Though Novo Nordisk continues to rake in massive profits from its blockbuster drugs Ozempic, Wegovy, Victoza and Saxenda—prescribed to treat obesity and Type 2 diabetes—the Danish drugmaker is still courting other approaches.
In its ongoing work to branch out from pharmaceutical injections, which also include a variety of insulins and their respective delivery technologies, Novo has joined forces with GE HealthCare to develop a drug-free, noninvasive treatment for obesity and Type 2 diabetes.
According to Thursday’s announcement about the partnership, their treatment will center on peripheral-focused ultrasound technology, an area in which GE HealthCare has already conducted “extensive foundational research.” Financial terms of the team-up weren’t disclosed.
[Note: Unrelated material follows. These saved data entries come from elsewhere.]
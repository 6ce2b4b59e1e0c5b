use std::sync::Arc;

use crate::models::{
    PaginatedResponse, PaginationQuery,
    comments::entities::{Comment, CommentWithAuthor},
    courses::{
        entities::Course,
        requests::{CourseListQuery, CreateCourseRequest, UpdateCourseRequest},
        responses::CourseDetail,
    },
    enrollments::{
        entities::Enrollment,
        requests::RecordScoresRequest,
        responses::{RosterEntry, TranscriptResponse},
    },
    profiles::{entities::Profile, requests::UpdateProfileRequest},
    system::responses::SystemStats,
    teachers::{entities::Teacher, responses::TeacherWithAccount},
    users::{entities::Account, requests::NewAccount},
};

use crate::errors::Result;

pub mod sea_orm_storage;

#[async_trait::async_trait]
pub trait Storage: Send + Sync {
    /// 账号管理方法
    // 通过 ID 获取账号
    async fn get_account_by_id(&self, id: i64) -> Result<Option<Account>>;
    // 通过用户名获取账号
    async fn get_account_by_username(&self, username: &str) -> Result<Option<Account>>;
    // 通过邮箱获取账号
    async fn get_account_by_email(&self, email: &str) -> Result<Option<Account>>;
    // 通过用户名或邮箱获取账号（登录入口）
    async fn get_account_by_username_or_email(&self, identifier: &str) -> Result<Option<Account>>;
    // 更新账号最后登录时间
    async fn update_last_login(&self, id: i64) -> Result<bool>;
    // 学生自助注册：同一事务内创建账号与学生资料
    async fn register_student(
        &self,
        account: NewAccount,
        student_id: Option<String>,
    ) -> Result<Account>;
    // 初始化管理员：同一事务内创建 staff 账号与管理员资料
    async fn seed_admin(&self, account: NewAccount) -> Result<Account>;

    /// 资料管理方法
    // 获取账号的资料（1:1，可能缺失）
    async fn get_profile_by_user_id(&self, user_id: i64) -> Result<Option<Profile>>;
    // 更新资料（display_name 落在账号表，其余在资料表，同一事务）
    async fn update_profile(
        &self,
        user_id: i64,
        update: UpdateProfileRequest,
    ) -> Result<Option<Profile>>;
    // 更新头像地址
    async fn update_avatar_url(&self, user_id: i64, avatar_url: &str) -> Result<bool>;

    /// 教师管理方法
    // 管理员开通教师：同一事务内创建账号、教师资料与教师档案
    async fn provision_teacher(
        &self,
        account: NewAccount,
        teacher_id: String,
        department: Option<String>,
        bio: Option<String>,
    ) -> Result<(Account, Teacher)>;
    // 获取账号对应的教师档案
    async fn get_teacher_by_user_id(&self, user_id: i64) -> Result<Option<Teacher>>;
    // 通过教师工号获取教师档案（开通时的唯一性检查）
    async fn get_teacher_by_teacher_id(&self, teacher_id: &str) -> Result<Option<Teacher>>;
    // 分页列出教师
    async fn list_teachers_with_pagination(
        &self,
        query: PaginationQuery,
    ) -> Result<PaginatedResponse<TeacherWithAccount>>;
    // 注销教师账号（级联删除资料与档案，课程的任课教师置空）
    async fn delete_teacher(&self, user_id: i64) -> Result<bool>;

    /// 课程管理方法
    // 创建课程
    async fn create_course(&self, course: CreateCourseRequest) -> Result<Course>;
    // 通过 ID 获取课程
    async fn get_course_by_id(&self, course_id: i64) -> Result<Option<Course>>;
    // 通过课程编码获取课程
    async fn get_course_by_code(&self, course_code: &str) -> Result<Option<Course>>;
    // 分页列出课程（附实时选课人数）
    async fn list_courses_with_pagination(
        &self,
        query: CourseListQuery,
    ) -> Result<PaginatedResponse<CourseDetail>>;
    // 更新课程
    async fn update_course(
        &self,
        course_id: i64,
        update: UpdateCourseRequest,
    ) -> Result<Option<Course>>;
    // 删除课程（级联删除选课记录与留言）
    async fn delete_course(&self, course_id: i64) -> Result<bool>;
    // 统计课程的活跃选课数
    async fn count_active_enrollments(&self, course_id: i64) -> Result<i64>;

    /// 选课与成绩方法
    // 选课：容量检查与写入在同一事务内，重复选课幂等返回现有记录
    async fn enroll_course(&self, user_id: i64, course_id: i64) -> Result<Enrollment>;
    // 退课：软删除，成绩保留
    async fn drop_course(&self, user_id: i64, course_id: i64) -> Result<bool>;
    // 获取某学生在某课程的选课记录
    async fn get_enrollment(&self, user_id: i64, course_id: i64) -> Result<Option<Enrollment>>;
    // 录入成绩（仅活跃选课记录）
    async fn record_scores(
        &self,
        user_id: i64,
        course_id: i64,
        update: RecordScoresRequest,
    ) -> Result<Option<Enrollment>>;
    // 学生成绩单：活跃选课 + 课程信息 + 平均分
    async fn get_transcript(&self, user_id: i64) -> Result<TranscriptResponse>;
    // 课程名单：活跃选课 + 学生信息
    async fn get_roster(&self, course_id: i64) -> Result<Vec<RosterEntry>>;

    /// 留言方法
    // 发表课程留言
    async fn post_comment(&self, course_id: i64, user_id: i64, content: &str) -> Result<Comment>;
    // 获取单条留言
    async fn get_comment_by_id(&self, comment_id: i64) -> Result<Option<Comment>>;
    // 更新留言内容（编辑本人留言，归属校验在服务层）
    async fn update_comment(&self, comment_id: i64, content: &str) -> Result<Option<Comment>>;
    // 分页列出课程留言
    async fn list_comments_with_pagination(
        &self,
        course_id: i64,
        query: PaginationQuery,
    ) -> Result<PaginatedResponse<CommentWithAuthor>>;

    /// 系统统计
    async fn get_system_stats(&self) -> Result<SystemStats>;

    /// 离线审计方法
    // 没有资料记录的账号
    async fn find_accounts_without_profiles(&self) -> Result<Vec<Account>>;
    // 教师角色但缺少教师档案的资料
    async fn find_orphan_teacher_profiles(&self) -> Result<Vec<Profile>>;
    // 教师档案存在但资料角色不是教师
    async fn find_misclassified_teacher_records(&self) -> Result<Vec<Teacher>>;
    // 为缺档教师补建档案
    async fn create_missing_teacher_record(
        &self,
        user_id: i64,
        teacher_id: &str,
    ) -> Result<Teacher>;
}

pub async fn create_storage() -> Result<Arc<dyn Storage>> {
    let storage = sea_orm_storage::SeaOrmStorage::new_async().await?;
    Ok(Arc::new(storage))
}
use serde::{Deserialize, Serialize};

// 课程留言实体
#[derive(Debug, Clone, Serialize, Deserialize)]
pub struct Comment {
    pub id: i64,
    pub course_id: i64,
    pub user_id: i64,
    pub content: String,
    pub created_at: chrono::DateTime<chrono::Utc>,
    pub updated_at: chrono::DateTime<chrono::Utc>,
}

// 留言 + 留言者信息的展示视图
#[derive(Debug, Clone, Serialize, Deserialize)]
pub struct CommentWithAuthor {
    #[serde(flatten)]
    pub comment: Comment,
    pub username: String,
    pub display_name: Option<String>,
}
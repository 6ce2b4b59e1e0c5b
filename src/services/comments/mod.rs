pub mod edit;
pub mod list;
pub mod post;

use actix_web::{HttpRequest, HttpResponse, Result as ActixResult};
use std::sync::Arc;

use crate::models::{PaginationQuery, comments::requests::PostCommentRequest};
use crate::storage::Storage;

pub struct CommentService {
    storage: Option<Arc<dyn Storage>>,
}

impl CommentService {
    pub fn new_lazy() -> Self {
        Self { storage: None }
    }

    pub(crate) fn get_storage(&self, request: &HttpRequest) -> Arc<dyn Storage> {
        if let Some(storage) = &self.storage {
            storage.clone()
        } else {
            request
                .app_data::<actix_web::web::Data<Arc<dyn Storage>>>()
                .expect("Storage not found in app data")
                .get_ref()
                .clone()
        }
    }

    // 课程留言列表（所有已登录角色可见）
    pub async fn list_comments(
        &self,
        course_id: i64,
        query: PaginationQuery,
        request: &HttpRequest,
    ) -> ActixResult<HttpResponse> {
        list::handle_list_comments(self, course_id, query, request).await
    }

    // 发表留言（在读学生、任课教师或管理员）
    pub async fn post_comment(
        &self,
        course_id: i64,
        post_request: PostCommentRequest,
        request: &HttpRequest,
    ) -> ActixResult<HttpResponse> {
        post::handle_post_comment(self, course_id, post_request, request).await
    }

    // 编辑留言（仅限本人）
    pub async fn edit_comment(
        &self,
        course_id: i64,
        comment_id: i64,
        edit_request: PostCommentRequest,
        request: &HttpRequest,
    ) -> ActixResult<HttpResponse> {
        edit::handle_edit_comment(self, course_id, comment_id, edit_request, request).await
    }
}
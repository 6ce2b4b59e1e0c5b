use serde::Deserialize;

// 存储层创建账号的数据（密码已哈希）
#[derive(Debug, Clone)]
pub struct NewAccount {
    pub username: String,
    pub email: String,
    pub password_hash: String,
    pub display_name: Option<String>,
    pub is_staff: bool,
}

// 管理员更新账号请求
#[derive(Debug, Clone, Deserialize)]
pub struct UpdateAccountRequest {
    pub display_name: Option<String>,
    pub email: Option<String>,
    pub password: Option<String>,
}
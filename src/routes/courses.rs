use actix_web::{HttpRequest, HttpResponse, Result as ActixResult, web};
use once_cell::sync::Lazy;

use crate::middlewares;
use crate::models::courses::requests::{CourseListQuery, CreateCourseRequest, UpdateCourseRequest};
use crate::models::users::entities::AccountRole;
use crate::services::CourseService;
use crate::utils::SafeCourseIdI64;

// 懒加载的全局 CourseService 实例
static COURSE_SERVICE: Lazy<CourseService> = Lazy::new(CourseService::new_lazy);

// HTTP处理程序
pub async fn list_courses(
    req: HttpRequest,
    query: web::Query<CourseListQuery>,
) -> ActixResult<HttpResponse> {
    COURSE_SERVICE.list_courses(query.into_inner(), &req).await
}

pub async fn get_course(req: HttpRequest, course_id: SafeCourseIdI64) -> ActixResult<HttpResponse> {
    COURSE_SERVICE.get_course(course_id.0, &req).await
}

pub async fn create_course(
    req: HttpRequest,
    course_data: web::Json<CreateCourseRequest>,
) -> ActixResult<HttpResponse> {
    COURSE_SERVICE
        .create_course(course_data.into_inner(), &req)
        .await
}

pub async fn update_course(
    req: HttpRequest,
    course_id: SafeCourseIdI64,
    update_data: web::Json<UpdateCourseRequest>,
) -> ActixResult<HttpResponse> {
    COURSE_SERVICE
        .update_course(course_id.0, update_data.into_inner(), &req)
        .await
}

pub async fn delete_course(
    req: HttpRequest,
    course_id: SafeCourseIdI64,
) -> ActixResult<HttpResponse> {
    COURSE_SERVICE.delete_course(course_id.0, &req).await
}

// 配置路由
pub fn configure_courses_routes(cfg: &mut web::ServiceConfig) {
    cfg.service(
        web::scope("/api/v1/courses")
            .wrap(middlewares::RequireJWT)
            .service(
                // 课程目录对所有已登录角色开放；
                // 教师创建自己的课程，管理员可以创建指定教师的课程
                web::resource("").route(web::get().to(list_courses)).route(
                    web::post()
                        .to(create_course)
                        .wrap(middlewares::RequireRole::new_any(AccountRole::teacher_roles())),
                ),
            )
            .service(
                web::resource("/{course_id}")
                    .route(web::get().to(get_course))
                    .route(
                        web::put()
                            .to(update_course)
                            .wrap(middlewares::RequireRole::new_any(AccountRole::admin_roles())),
                    )
                    .route(
                        web::delete()
                            .to(delete_course)
                            .wrap(middlewares::RequireRole::new_any(AccountRole::admin_roles())),
                    ),
            ),
    );
}
pub mod entities;
pub mod requests;
pub mod responses;
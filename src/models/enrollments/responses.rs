use serde::{Deserialize, Serialize};

use crate::models::enrollments::entities::Enrollment;

// 学生成绩单条目：选课记录 + 课程信息 + 计算出的总评
#[derive(Debug, Clone, Serialize, Deserialize)]
pub struct TranscriptEntry {
    #[serde(flatten)]
    pub enrollment: Enrollment,
    pub course_code: String,
    pub course_name: String,
    pub credits: i32,
    pub semester: String,
    pub total_score: Option<f64>,
}

impl TranscriptEntry {
    pub fn from_parts(
        enrollment: Enrollment,
        course_code: String,
        course_name: String,
        credits: i32,
        semester: String,
    ) -> Self {
        let total_score = enrollment.total_score();
        Self {
            enrollment,
            course_code,
            course_name,
            credits,
            semester,
            total_score,
        }
    }
}

// 成绩单汇总：条目列表 + 平均分（没有可计算总评时为 0）
#[derive(Debug, Clone, Serialize, Deserialize)]
pub struct TranscriptResponse {
    pub entries: Vec<TranscriptEntry>,
    pub average_score: f64,
}

// 课程名单条目：选课记录 + 学生信息，教师视角
#[derive(Debug, Clone, Serialize, Deserialize)]
pub struct RosterEntry {
    #[serde(flatten)]
    pub enrollment: Enrollment,
    pub username: String,
    pub display_name: Option<String>,
    pub student_id: Option<String>,
    pub total_score: Option<f64>,
}

impl RosterEntry {
    pub fn from_parts(
        enrollment: Enrollment,
        username: String,
        display_name: Option<String>,
        student_id: Option<String>,
    ) -> Self {
        let total_score = enrollment.total_score();
        Self {
            enrollment,
            username,
            display_name,
            student_id,
            total_score,
        }
    }
}
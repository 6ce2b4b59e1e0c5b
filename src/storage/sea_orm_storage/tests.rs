//! 存储层一致性与选课生命周期测试（SQLite 内存库）

use super::SeaOrmStorage;
use crate::errors::GradeSystemError;
use crate::models::{
    courses::requests::CreateCourseRequest,
    enrollments::requests::RecordScoresRequest,
    users::{entities::AccountRole, requests::NewAccount},
};
use crate::storage::Storage;

async fn memory_storage() -> SeaOrmStorage {
    SeaOrmStorage::new_with_url("sqlite::memory:", 1, 5)
        .await
        .expect("in-memory storage")
}

fn new_account(username: &str) -> NewAccount {
    NewAccount {
        username: username.to_string(),
        email: format!("{username}@example.com"),
        password_hash: "$argon2id$stub".to_string(),
        display_name: None,
        is_staff: false,
    }
}

fn new_course(code: &str, max_students: i32) -> CreateCourseRequest {
    CreateCourseRequest {
        course_code: code.to_string(),
        course_name: format!("课程 {code}"),
        description: None,
        teacher_id: None,
        credits: 3,
        max_students,
        semester: "2024-1".to_string(),
    }
}

#[tokio::test]
async fn test_register_student_creates_profile_atomically() {
    let storage = memory_storage().await;

    let account = storage
        .register_student(new_account("stu_alice"), Some("S2024001".to_string()))
        .await
        .expect("register");

    let profile = storage
        .get_profile_by_user_id(account.id)
        .await
        .expect("query profile")
        .expect("profile exists");

    assert_eq!(profile.role, AccountRole::Student);
    assert_eq!(profile.student_id.as_deref(), Some("S2024001"));
    assert!(!account.is_staff);
}

#[tokio::test]
async fn test_second_profile_for_same_account_is_rejected() {
    use sea_orm::{ActiveModelTrait, Set};

    let storage = memory_storage().await;
    let account = storage
        .register_student(new_account("stu_single"), None)
        .await
        .expect("register");

    // profiles.user_id 唯一索引挡住同一账号的第二份资料
    let now = chrono::Utc::now().timestamp();
    let duplicate = crate::entity::profiles::ActiveModel {
        user_id: Set(account.id),
        role: Set(AccountRole::Teacher.to_string()),
        created_at: Set(now),
        updated_at: Set(now),
        ..Default::default()
    }
    .insert(&storage.db)
    .await;

    assert!(duplicate.is_err());
}

#[tokio::test]
async fn test_provision_teacher_creates_all_three_records() {
    let storage = memory_storage().await;

    let (account, teacher) = storage
        .provision_teacher(
            new_account("prof_wang"),
            "T1001".to_string(),
            Some("数学系".to_string()),
            None,
        )
        .await
        .expect("provision");

    assert_eq!(teacher.user_id, account.id);
    assert_eq!(teacher.teacher_id, "T1001");

    let profile = storage
        .get_profile_by_user_id(account.id)
        .await
        .expect("query profile")
        .expect("profile exists");
    assert_eq!(profile.role, AccountRole::Teacher);
    assert_eq!(profile.teacher_id.as_deref(), Some("T1001"));

    let by_number = storage
        .get_teacher_by_teacher_id("T1001")
        .await
        .expect("query by teacher number")
        .expect("teacher exists");
    assert_eq!(by_number.user_id, account.id);
}

#[tokio::test]
async fn test_enroll_is_idempotent() {
    let storage = memory_storage().await;
    let student = storage
        .register_student(new_account("stu_bobby"), None)
        .await
        .expect("register");
    let course = storage
        .create_course(new_course("CS101", 30))
        .await
        .expect("course");

    let first = storage
        .enroll_course(student.id, course.id)
        .await
        .expect("enroll");
    let second = storage
        .enroll_course(student.id, course.id)
        .await
        .expect("re-enroll");

    assert_eq!(first.id, second.id);
    assert!(second.is_active);

    let count = storage
        .count_active_enrollments(course.id)
        .await
        .expect("count");
    assert_eq!(count, 1);
}

#[tokio::test]
async fn test_drop_and_reenroll_preserves_scores() {
    let storage = memory_storage().await;
    let student = storage
        .register_student(new_account("stu_carol"), None)
        .await
        .expect("register");
    let course = storage
        .create_course(new_course("CS102", 30))
        .await
        .expect("course");

    storage
        .enroll_course(student.id, course.id)
        .await
        .expect("enroll");
    storage
        .record_scores(
            student.id,
            course.id,
            RecordScoresRequest {
                midterm_score: Some(85.0),
                final_score: Some(92.0),
            },
        )
        .await
        .expect("record")
        .expect("active enrollment");

    assert!(storage.drop_course(student.id, course.id).await.expect("drop"));

    // 退课后记录仍在，成绩保留，状态不活跃
    let dropped = storage
        .get_enrollment(student.id, course.id)
        .await
        .expect("query")
        .expect("record kept");
    assert!(!dropped.is_active);
    assert_eq!(dropped.midterm_score, Some(85.0));
    assert_eq!(dropped.final_score, Some(92.0));

    // 重复退课无效
    assert!(!storage.drop_course(student.id, course.id).await.expect("drop again"));

    // 重新选课恢复原记录与成绩
    let restored = storage
        .enroll_course(student.id, course.id)
        .await
        .expect("re-enroll");
    assert_eq!(restored.id, dropped.id);
    assert!(restored.is_active);
    assert_eq!(restored.total_score(), Some(88.5));
}

#[tokio::test]
async fn test_enroll_rejects_when_capacity_exceeded() {
    let storage = memory_storage().await;
    let first = storage
        .register_student(new_account("stu_david"), None)
        .await
        .expect("register");
    let second = storage
        .register_student(new_account("stu_erika"), None)
        .await
        .expect("register");
    let course = storage
        .create_course(new_course("CS103", 1))
        .await
        .expect("course");

    storage
        .enroll_course(first.id, course.id)
        .await
        .expect("fills the course");

    let rejected = storage.enroll_course(second.id, course.id).await;
    assert!(matches!(
        rejected,
        Err(GradeSystemError::CapacityExceeded(_))
    ));

    // 第一人退课后空位释放，第二人可入；此时第一人重选同样受容量限制
    assert!(storage.drop_course(first.id, course.id).await.expect("drop"));
    storage
        .enroll_course(second.id, course.id)
        .await
        .expect("seat freed");

    let reenroll = storage.enroll_course(first.id, course.id).await;
    assert!(matches!(
        reenroll,
        Err(GradeSystemError::CapacityExceeded(_))
    ));
}

#[tokio::test]
async fn test_enroll_missing_course_is_not_found() {
    let storage = memory_storage().await;
    let student = storage
        .register_student(new_account("stu_frank"), None)
        .await
        .expect("register");

    let result = storage.enroll_course(student.id, 9999).await;
    assert!(matches!(result, Err(GradeSystemError::NotFound(_))));
}

#[tokio::test]
async fn test_record_scores_partial_update() {
    let storage = memory_storage().await;
    let student = storage
        .register_student(new_account("stu_grace"), None)
        .await
        .expect("register");
    let course = storage
        .create_course(new_course("CS104", 30))
        .await
        .expect("course");
    storage
        .enroll_course(student.id, course.id)
        .await
        .expect("enroll");

    // 只录期中
    let after_midterm = storage
        .record_scores(
            student.id,
            course.id,
            RecordScoresRequest {
                midterm_score: Some(77.77),
                final_score: None,
            },
        )
        .await
        .expect("record")
        .expect("active enrollment");
    assert_eq!(after_midterm.midterm_score, Some(77.77));
    assert_eq!(after_midterm.final_score, None);
    assert_eq!(after_midterm.total_score(), None);

    // 再录期末，期中保持
    let after_final = storage
        .record_scores(
            student.id,
            course.id,
            RecordScoresRequest {
                midterm_score: None,
                final_score: Some(88.88),
            },
        )
        .await
        .expect("record")
        .expect("active enrollment");
    assert_eq!(after_final.midterm_score, Some(77.77));
    // (77.77 + 88.88) / 2 = 83.325 -> 83.33
    assert_eq!(after_final.total_score(), Some(83.33));

    // 退课后不可录入
    storage.drop_course(student.id, course.id).await.expect("drop");
    let on_dropped = storage
        .record_scores(
            student.id,
            course.id,
            RecordScoresRequest {
                midterm_score: Some(60.0),
                final_score: None,
            },
        )
        .await
        .expect("record");
    assert!(on_dropped.is_none());
}

#[tokio::test]
async fn test_transcript_totals_and_average() {
    let storage = memory_storage().await;
    let student = storage
        .register_student(new_account("stu_helen"), None)
        .await
        .expect("register");
    let full = storage
        .create_course(new_course("CS105", 30))
        .await
        .expect("course");
    let partial = storage
        .create_course(new_course("CS106", 30))
        .await
        .expect("course");

    storage.enroll_course(student.id, full.id).await.expect("enroll");
    storage.enroll_course(student.id, partial.id).await.expect("enroll");

    storage
        .record_scores(
            student.id,
            full.id,
            RecordScoresRequest {
                midterm_score: Some(80.0),
                final_score: Some(90.0),
            },
        )
        .await
        .expect("record")
        .expect("active");
    storage
        .record_scores(
            student.id,
            partial.id,
            RecordScoresRequest {
                midterm_score: Some(70.0),
                final_score: None,
            },
        )
        .await
        .expect("record")
        .expect("active");

    let transcript = storage.get_transcript(student.id).await.expect("transcript");
    assert_eq!(transcript.entries.len(), 2);

    let totals: Vec<Option<f64>> = transcript.entries.iter().map(|e| e.total_score).collect();
    assert!(totals.contains(&Some(85.0)));
    assert!(totals.contains(&None));

    // 平均分只统计总评齐全的课程
    assert_eq!(transcript.average_score, 85.0);
}

#[tokio::test]
async fn test_roster_lists_active_students_only() {
    let storage = memory_storage().await;
    let staying = storage
        .register_student(new_account("stu_irene"), Some("S2024002".to_string()))
        .await
        .expect("register");
    let leaving = storage
        .register_student(new_account("stu_jacky"), None)
        .await
        .expect("register");
    let course = storage
        .create_course(new_course("CS107", 30))
        .await
        .expect("course");

    storage.enroll_course(staying.id, course.id).await.expect("enroll");
    storage.enroll_course(leaving.id, course.id).await.expect("enroll");
    storage.drop_course(leaving.id, course.id).await.expect("drop");

    let roster = storage.get_roster(course.id).await.expect("roster");
    assert_eq!(roster.len(), 1);
    assert_eq!(roster[0].username, "stu_irene");
    assert_eq!(roster[0].student_id.as_deref(), Some("S2024002"));
}

#[tokio::test]
async fn test_audit_flags_teacher_record_with_wrong_role() {
    use sea_orm::{ActiveModelTrait, ColumnTrait, EntityTrait, QueryFilter, Set};

    let storage = memory_storage().await;
    let (account, _teacher) = storage
        .provision_teacher(new_account("prof_lena"), "T1003".to_string(), None, None)
        .await
        .expect("provision");

    assert!(
        storage
            .find_misclassified_teacher_records()
            .await
            .expect("audit")
            .is_empty()
    );

    // 人为制造角色错配：资料角色改成学生，教师档案留在原地
    let profile = crate::entity::profiles::Entity::find()
        .filter(crate::entity::profiles::Column::UserId.eq(account.id))
        .one(&storage.db)
        .await
        .expect("query profile")
        .expect("profile exists");
    crate::entity::profiles::ActiveModel {
        id: Set(profile.id),
        role: Set(AccountRole::Student.to_string()),
        ..Default::default()
    }
    .update(&storage.db)
    .await
    .expect("corrupt profile role");

    let flagged = storage
        .find_misclassified_teacher_records()
        .await
        .expect("audit");
    assert_eq!(flagged.len(), 1);
    assert_eq!(flagged[0].user_id, account.id);
}

#[tokio::test]
async fn test_audit_finds_and_repairs_orphan_teacher_profile() {
    use sea_orm::{ColumnTrait, EntityTrait, QueryFilter};

    let storage = memory_storage().await;
    let (account, _teacher) = storage
        .provision_teacher(new_account("prof_kent"), "T1002".to_string(), None, None)
        .await
        .expect("provision");

    // 健康状态下审计无发现
    assert!(storage.find_accounts_without_profiles().await.expect("audit").is_empty());
    assert!(storage.find_orphan_teacher_profiles().await.expect("audit").is_empty());

    // 人为制造缺档：直接删掉教师档案行
    crate::entity::teachers::Entity::delete_many()
        .filter(crate::entity::teachers::Column::UserId.eq(account.id))
        .exec(&storage.db)
        .await
        .expect("corrupt teacher record");

    let orphans = storage.find_orphan_teacher_profiles().await.expect("audit");
    assert_eq!(orphans.len(), 1);
    assert_eq!(orphans[0].user_id, account.id);

    // 按资料中的工号补建
    let teacher_id = orphans[0].teacher_id.as_deref().expect("profile keeps number");
    storage
        .create_missing_teacher_record(account.id, teacher_id)
        .await
        .expect("repair");

    assert!(storage.find_orphan_teacher_profiles().await.expect("audit").is_empty());
}
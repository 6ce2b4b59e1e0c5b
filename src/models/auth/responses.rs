use serde::{Deserialize, Serialize};

use crate::models::profiles::entities::{Landing, Profile};
use crate::models::users::entities::Account;

// 登录成功响应：账号信息 + 访问令牌 + 落地页面。
// refresh token 通过 HttpOnly Cookie 下发，不进响应体。
#[derive(Debug, Clone, Serialize, Deserialize)]
pub struct LoginResponse {
    pub account: Account,
    pub profile: Profile,
    pub access_token: String,
    pub landing: Landing,
}

// 刷新令牌响应
#[derive(Debug, Clone, Serialize, Deserialize)]
pub struct RefreshResponse {
    pub access_token: String,
}

// 令牌校验响应
#[derive(Debug, Clone, Serialize, Deserialize)]
pub struct TokenVerificationResponse {
    pub is_valid: bool,
}

// 当前登录身份响应（/me）
#[derive(Debug, Clone, Serialize, Deserialize)]
pub struct MeResponse {
    pub account: Account,
    pub profile: Option<Profile>,
    pub landing: Landing,
}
While ultrasound has traditionally been used for monitoring and diagnosis, PFUS allows the technology to take a more active role in treating disease: It sends out soundwaves to activate specific areas of the nervous system, with an aim of modulating certain nerve responses.
GE researchers have been working on developing PFUS technology since 2016, with support from a variety of research institutions and the U.S. government—in the form of a $2.9 million project it began in 2018 with the Defense Advanced Research Projects Agency, better known as DARPA.
A study published in 2021 by scientists from GE Research and the Feinstein Institutes for Medical Research described how using ultrasound to stimulate metabolic sensory neurons in the livers of mice over the course of eight weeks was associated not only with significant weight loss but also a reduction in inflammation and other obesity-related complications.
A year later, another study demonstrated similar success in applying the PFUS technology to Type 2 diabetes: The authors concluded that sending ultrasound pulses to stimulate metabolic nerve pathways in mice livers could restore glucose homeostasis, preventing or reversing the onset of high glucose levels.
The new partnership will build on those findings, adding Novo Nordisk’s expertise in metabolic disease treatment and management into the mix to fine-tune the PFUS technology for real-world, human use.
“In an era where diabetes is increasing around the globe, we are enthusiastic about the potential for ultrasound to help people live healthier lives,” Roland Rott, president and CEO of the ultrasound division at GE HealthCare, said in this week’s release. “This collaboration with Novo Nordisk opens a path to evolve ultrasound from a means of screening and diagnosis into therapy, as well. We are eager to validate and further develop this potentially groundbreaking science, as we strive to offer patients alternative treatment options for chronic diseases.”
This isn’t the only non-pharmacological avenue that Novo Nordisk is currently exploring to expand the treatment options for Type 2 diabetes and obesity beyond ultra-popular semaglutide injections.
Earlier this year, the Big Pharma pulled back the curtain on a deal with Aspect Biosystems to back its development of bioprinted tissues that aim to treat the root causes of diabetes by replacing, repairing or bulking up existing cellular processes inside the body. Their collab kicked off with a $75 million upfront payment from Novo, but Aspect’s haul could ultimately reach as high as $2.675 billion, with $650 million available in milestone payments for each of four potential product lines.